Lachstock Consulting April 16, 2020

Markets mostly weaker, US dollar firmer.

  • Chicago wheat May contract down US8.5¢/bu to 540.25¢;
  • Kansas wheat May contract down 4.25c to 479.5¢;
  • Minneapolis wheat May contract down 7c to 514¢;
  • MATIF wheat May contract down €2.25/t to €194.75;
  • Corn May contract down 6.75c/bu to 319.25¢;
  • Soybeans May contract down 5¢/bu to 842¢;
  • Winnipeg canola May contract up $C2.20 to $459.40/t;
  • MATIF rapeseed May contract down €0.25/t to €369;
  • Brent crude June contract down US$1.91 per barrel to $27.69
  • Dow Jones index down 445 points to 23504;
  • AUD weaker at $0.6320;
  • CAD weaker at $1.411;
  • EUR weaker at $1.091.



Down and down, although wheat did manage to pick up some towards the end of the session to cut the mid-session lows – Chicago ended down 8.5¢ to 540 1/4¢, KC -4 1/4¢ to 479.5¢, Minny -7¢ to 514¢, and Matif was off two and a quarter euros to 194.75€.  Corn gave up 6 3/4¢ to 319 1/4¢ (leaving Z just over 342¢…) and beans dropped a nickel to 842¢ (matif off twenty five euro cents to 369€, Winnipeg +$2.2 to $459.4).  Crude oil has finally settled sub $20, with WTI ending the day at $19.9/barrel (Brent $27.7) as demand worries continue to well outweigh the recent production cut agreement by OPEC.  The DOW ended down 445 points, giving up yesterday’s gains.  The AUD’s slightly weaker at 63.2¢, the CAD $1.411, and the EUR $1.091 as the dollar index firms slightly to 99.5.

GASC is back to buy wheat for delivery late May/early June, predictably hoping to see better cash prices after the board collapse.  We’ll see how that works out for them.
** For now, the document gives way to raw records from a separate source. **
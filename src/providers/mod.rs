//! Identification providers.
//!
//! Each provider exposes a cheap, local-only applicability check and a
//! fetch that performs the actual (possibly remote, possibly cached)
//! lookup. Outcomes are data, never control flow by exception:
//!
//! - not applicable: `is_applicable` returns false, chain skips silently
//! - not found: `fetch` returns `Ok(None)`, chain continues
//! - transient remote failure: `Err(ProviderError::Transient)`, logged by
//!   the resolver and treated as a miss for that item
//! - fatal configuration problem: `Err(ProviderError::Config)`, provider
//!   is disabled for the rest of the run
//!
//! A provider that structurally cannot run (missing credential) must say
//! not-applicable rather than erroring on every call.

pub mod acoustid;
pub mod file;
pub mod niconico;
pub mod youtube;
pub mod ytmusic;

use async_trait::async_trait;
use regex::Regex;

use crate::model::MediaItem;

/// Stable identifiers for the configurable provider chain.
#[derive(Debug, Clone, Copy, PartialEq, Eq, Hash)]
pub enum ProviderId {
    File,
    Youtube,
    Niconico,
    YtMusic,
    AcoustId,
}

impl ProviderId {
    pub fn as_str(&self) -> &'static str {
        match self {
            ProviderId::File => "file",
            ProviderId::Youtube => "youtube",
            ProviderId::Niconico => "niconico",
            ProviderId::YtMusic => "ytmusic",
            ProviderId::AcoustId => "acoustid",
        }
    }

    pub fn parse(s: &str) -> Option<Self> {
        match s {
            "file" => Some(ProviderId::File),
            "youtube" => Some(ProviderId::Youtube),
            "niconico" => Some(ProviderId::Niconico),
            "ytmusic" => Some(ProviderId::YtMusic),
            "acoustid" => Some(ProviderId::AcoustId),
            _ => None,
        }
    }
}

impl std::fmt::Display for ProviderId {
    fn fmt(&self, f: &mut std::fmt::Formatter<'_>) -> std::fmt::Result {
        f.write_str(self.as_str())
    }
}

/// Errors a provider can surface to the resolver. "Not found" is not an
/// error; fetch returns `Ok(None)` for that.
#[derive(Debug, Clone, thiserror::Error)]
pub enum ProviderError {
    /// Network failure, malformed response, unexpected schema, failed
    /// subprocess - anything worth retrying on a later run
    #[error("transient failure: {0}")]
    Transient(String),

    /// The provider cannot work at all this run (bad credential, missing
    /// tool); the resolver disables it after the first occurrence
    #[error("configuration problem: {0}")]
    Config(String),
}

impl ProviderError {
    pub fn transient(message: impl Into<String>) -> Self {
        Self::Transient(message.into())
    }

    pub fn config(message: impl Into<String>) -> Self {
        Self::Config(message.into())
    }
}

impl From<sqlx::Error> for ProviderError {
    fn from(e: sqlx::Error) -> Self {
        ProviderError::Transient(format!("cache: {}", e))
    }
}

impl From<reqwest::Error> for ProviderError {
    fn from(e: reqwest::Error) -> Self {
        ProviderError::Transient(format!("http: {}", e))
    }
}

/// A pluggable identification source.
#[async_trait]
pub trait Provider: Send + Sync {
    fn id(&self) -> ProviderId;

    /// Cheap, local-only check: filename pattern, credential presence.
    fn is_applicable(&self, item: &MediaItem) -> bool;

    /// Perform the lookup. `Ok(None)` means the provider ran and found no
    /// match; the chain continues.
    async fn fetch(&self, item: &MediaItem) -> Result<Option<MediaItem>, ProviderError>;
}

/// Compile configured id-extraction patterns, skipping (and logging)
/// invalid ones rather than poisoning the whole provider.
pub(crate) fn compile_patterns(patterns: &[String]) -> Vec<Regex> {
    patterns
        .iter()
        .filter_map(|p| match Regex::new(p) {
            Ok(re) => Some(re),
            Err(e) => {
                tracing::warn!("Ignoring invalid filename regex {:?}: {}", p, e);
                None
            }
        })
        .collect()
}

/// Extract an id from a filename using the first pattern whose first
/// capture group matches.
pub(crate) fn extract_id(patterns: &[Regex], filename: &str) -> Option<String> {
    patterns.iter().find_map(|re| {
        re.captures(filename)
            .and_then(|c| c.get(1))
            .map(|m| m.as_str().to_string())
    })
}

#[cfg(test)]
mod tests {
    use super::*;

    fn id_patterns() -> Vec<Regex> {
        compile_patterns(&[
            r"-([A-Za-z0-9\-_]{11})\.".to_string(),
            r"\[([A-Za-z0-9\-_]{11})\]\.".to_string(),
        ])
    }

    #[test]
    fn extracts_suffix_style_id() {
        let id = extract_id(&id_patterns(), "My Song-dQw4w9WgXcQ.webm");
        assert_eq!(id.as_deref(), Some("dQw4w9WgXcQ"));
    }

    #[test]
    fn extracts_bracket_style_id() {
        let id = extract_id(&id_patterns(), "My Song [dQw4w9WgXcQ].mkv");
        assert_eq!(id.as_deref(), Some("dQw4w9WgXcQ"));
    }

    #[test]
    fn rejects_wrong_length_or_missing_ids() {
        assert!(extract_id(&id_patterns(), "My Song.mp3").is_none());
        assert!(extract_id(&id_patterns(), "My Song-short.mp3").is_none());
        assert!(extract_id(&id_patterns(), "").is_none());
    }

    #[test]
    fn invalid_patterns_are_skipped() {
        let patterns = compile_patterns(&["(unclosed".to_string(), r"(\d+)".to_string()]);
        assert_eq!(patterns.len(), 1);
    }

    #[test]
    fn provider_id_round_trips() {
        for id in [
            ProviderId::File,
            ProviderId::Youtube,
            ProviderId::Niconico,
            ProviderId::YtMusic,
            ProviderId::AcoustId,
        ] {
            assert_eq!(ProviderId::parse(id.as_str()), Some(id));
        }
        assert_eq!(ProviderId::parse("spotify"), None);
    }
}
Export restrictions are still in play in old crop, where the delivery timing of this tender is aimed, so availability is still actually limited even though cash prices nominally have eased.

New season weather worries have eased slightly with some better forecasts for parts of Russia, although it’s still up in the air to a certain degree with model runs still shifting.  Rains the other day were light and scattered, but a bit more on the forecast wouldn’t hurt them at all.  Crop failure in Russia would worry markets severely, but the chances of failure are limited given the better models outlook.

There are more spots of worry in the US, lingering drought monitor problems across a little bit of western HRW, plus recent frost event recently and it’s drier than ideal in Europe.

Rosario Grain Exchange cut Argentina’s beans estimate last night by a million tonnes after dry weather.  Brazilian beans continue to flow and price in style though, so it’s a relatively minor impact to lose a little in Argentina at this point.

US ethanol production has continued to set new lows, with figures out overnight dropping sub-600,000 barrels per day, almost half of what they would “normally” be.  If oil remains this low, ideas on production from here are far from pretty… how much lost corn demand can we see?  Reportedly some plants are still able to lock in a good margin with the firm DDG markets, but they’re few and far between, reflected in idled plants.  Carries are widening, cash markets are reporting very limited activity domestically, though there are rumours about more China business, and it’s been hard for the board to envision an optimistic story here until demand recovers. Meat markets did firm a little last night, but fundamental activity there is still a mess.  The new season corn crop is going in as we speak, and there will inevitably be weather worries, but to date it’s all about the demand destruction happening on a massive scale.


Australian weather maps remain dry which is great for field work, but parts of SA and WA in particular could certainly use a drink.  Still there’s lots of optimism going into planting.  Old season markets continue to be discussed around the trade, with ongoing debates about what demand remains uncovered and how much unsold grain there is to be found.  The AUD weakness should help some today.